Il presidente del Congresso Cispadano dicea vero. L’assemblea costituente delle quattro città segnò il primo passo da un confuso vagheggiamento di confederazioni al proposito dell’unità statuale, che fu il nocciolo dell’unità nazionale. Quelle città che fin allora s’erano riscontrate solo su’ campi di battaglia con la spada calante a ferire, con l’ira scoppiante a maledire; che fino in una dissonanza d’accento tra’ fraterni dialetti cercavano la barriera immortale della divisione e dell’odio; che fino inventarono un modo nuovo di poesia per oltraggiarsi; quelle città si erano pur una volta trovate a gittarsi l’una nelle braccia dell’altra, acclamando la repubblica una e indivisibile quale spirito di Dio scese dunque in cotesta sala a illuminare le menti, a rivelare tutta insieme la visione del passato e dell’avvenire, Roma che fu la grande, Italia che sarà la buona? Certo l’antico ed eterno spirito di nostra gente, che dalla fusione confluito delle varie italiche stirpi fu accolto e dato in custodia della Vesta romana dal cuore di Gracco e dal genio di Cesare, ora commosso dall’aura de’ tempi nuovi scendeva in fiamme d’amore su i capi dei deputati cispadani, e di essi usciti di recente dalle anticamere e dalle segreterie de’ legati e dei duchi faceva uomini pratici del reggimento libero, cittadini osservanti del giusto e dell’equo, legislatori prudenti per il presente, divinatori dell’avvenire.

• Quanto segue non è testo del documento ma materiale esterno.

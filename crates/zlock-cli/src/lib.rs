// zlock demo: several simulated hosts taking turns on one distributed lock
// over an in-process coordination service

pub mod demo; // Contending hosts and the candidate observer
pub mod model; // Configuration
pub mod startup; // Logging and shutdown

E già a Roma, a Roma, si come a termine fisso del movimento iniziato , era volata nei discorsi e nei canti la fantasia patriottica; ma il senno ed il cuore mirò da presso il nemico eterno nel falso impero romano germanico, instrumento d’informe dispotismo alle mani di casa d’Austria; sicché prima a quei giorni risuonò in Reggio la non mai fin allora cantata in Italia reminiscenza della lega lombarda e di Legnano; sicché impaziente ormai d’opere la gioventù affrettò in Montechiarugolo le prove d’una vendetta di Gavinana. Per ciò tutto, Reggio fu degna che da queste mura si elevasse e prima sventolasse in questa piazza, segnacolo dell’unico stato e dell’innovata libertà, la bella la pura la santa bandiera dei tre colori.

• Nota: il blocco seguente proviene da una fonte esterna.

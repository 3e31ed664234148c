//! Node and watch model types

use tokio::sync::oneshot;

/// Identifier of a client session with the coordination service
pub type SessionId = u64;

/// How a node is created
#[derive(Debug, Clone, Copy, PartialEq, Eq, Hash)]
pub enum CreateMode {
    /// Survives the creating session
    Persistent,
    /// Deleted when the creating session ends
    Ephemeral,
    /// Persistent with a service-assigned sequence suffix
    PersistentSequential,
    /// Ephemeral with a service-assigned sequence suffix
    EphemeralSequential,
}

impl CreateMode {
    pub fn new(ephemeral: bool, sequential: bool) -> Self {
        match (ephemeral, sequential) {
            (false, false) => CreateMode::Persistent,
            (true, false) => CreateMode::Ephemeral,
            (false, true) => CreateMode::PersistentSequential,
            (true, true) => CreateMode::EphemeralSequential,
        }
    }

    pub fn is_ephemeral(self) -> bool {
        matches!(self, CreateMode::Ephemeral | CreateMode::EphemeralSequential)
    }

    pub fn is_sequential(self) -> bool {
        matches!(
            self,
            CreateMode::PersistentSequential | CreateMode::EphemeralSequential
        )
    }
}

/// Kind of change a watch reports
#[derive(Debug, Clone, Copy, PartialEq, Eq, Hash)]
pub enum EventType {
    NodeCreated,
    NodeDeleted,
    NodeDataChanged,
    NodeChildrenChanged,
}

impl EventType {
    pub fn as_str(&self) -> &'static str {
        match self {
            EventType::NodeCreated => "node_created",
            EventType::NodeDeleted => "node_deleted",
            EventType::NodeDataChanged => "node_data_changed",
            EventType::NodeChildrenChanged => "node_children_changed",
        }
    }
}

impl std::fmt::Display for EventType {
    fn fmt(&self, f: &mut std::fmt::Formatter<'_>) -> std::fmt::Result {
        write!(f, "{}", self.as_str())
    }
}

/// Notification delivered to a one-shot watch
#[derive(Debug, Clone, PartialEq, Eq)]
pub struct WatchedEvent {
    pub kind: EventType,
    /// Path the watch was armed on
    pub path: String,
    /// Child names at delivery time, only filled for `NodeChildrenChanged`
    pub children: Vec<String>,
}

impl WatchedEvent {
    pub fn new(kind: EventType, path: impl Into<String>) -> Self {
        Self {
            kind,
            path: path.into(),
            children: Vec::new(),
        }
    }

    pub fn children_changed(path: impl Into<String>, children: Vec<String>) -> Self {
        Self {
            kind: EventType::NodeChildrenChanged,
            path: path.into(),
            children,
        }
    }
}

/// Receiving end of a one-shot watch.
///
/// Resolves once with the first qualifying change. A watch must be re-armed to
/// keep observing.
pub type WatchReceiver = oneshot::Receiver<WatchedEvent>;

Sii benedetta! Benedetta nell’immacolata origine, benedetta nelle via di prove e di sventure per cui immacolata ancora procedesti, benedetta nella battaglia e nella vittoria, ora e sempre, nei secoli! Non rampare di aquile e leoni, non sormontare di belve rapaci, nel santo vessillo; ma i colori della nostra primavera e del nostro paese, dal Cenisio all’Etna; le nevi delle alpi, l’aprile delle valli, le fiamme dei vulcani. E subito quei colori parlarono alle anime generose e gentili, con le ispirazioni e gli effetti delle virtù onde la patria sta e sì augusta; il bianco, la fede serena alle idee che fanno divina l’anima nella costanza dei savi; il verde, la perpetua rifioritura della speranza a frutto di bene nella gioventù de’ poeti; il rosso, la passione ed il sangue dei martiri e degli eroi. E subito il popolo cantò alla sua bandiera ch’ella era la più bella di tutte e che sempre voleva lei e con lei la libertà; ond’è che ella, come la dice la scritta, piena di fati mosse alla gloria del Campidoglio.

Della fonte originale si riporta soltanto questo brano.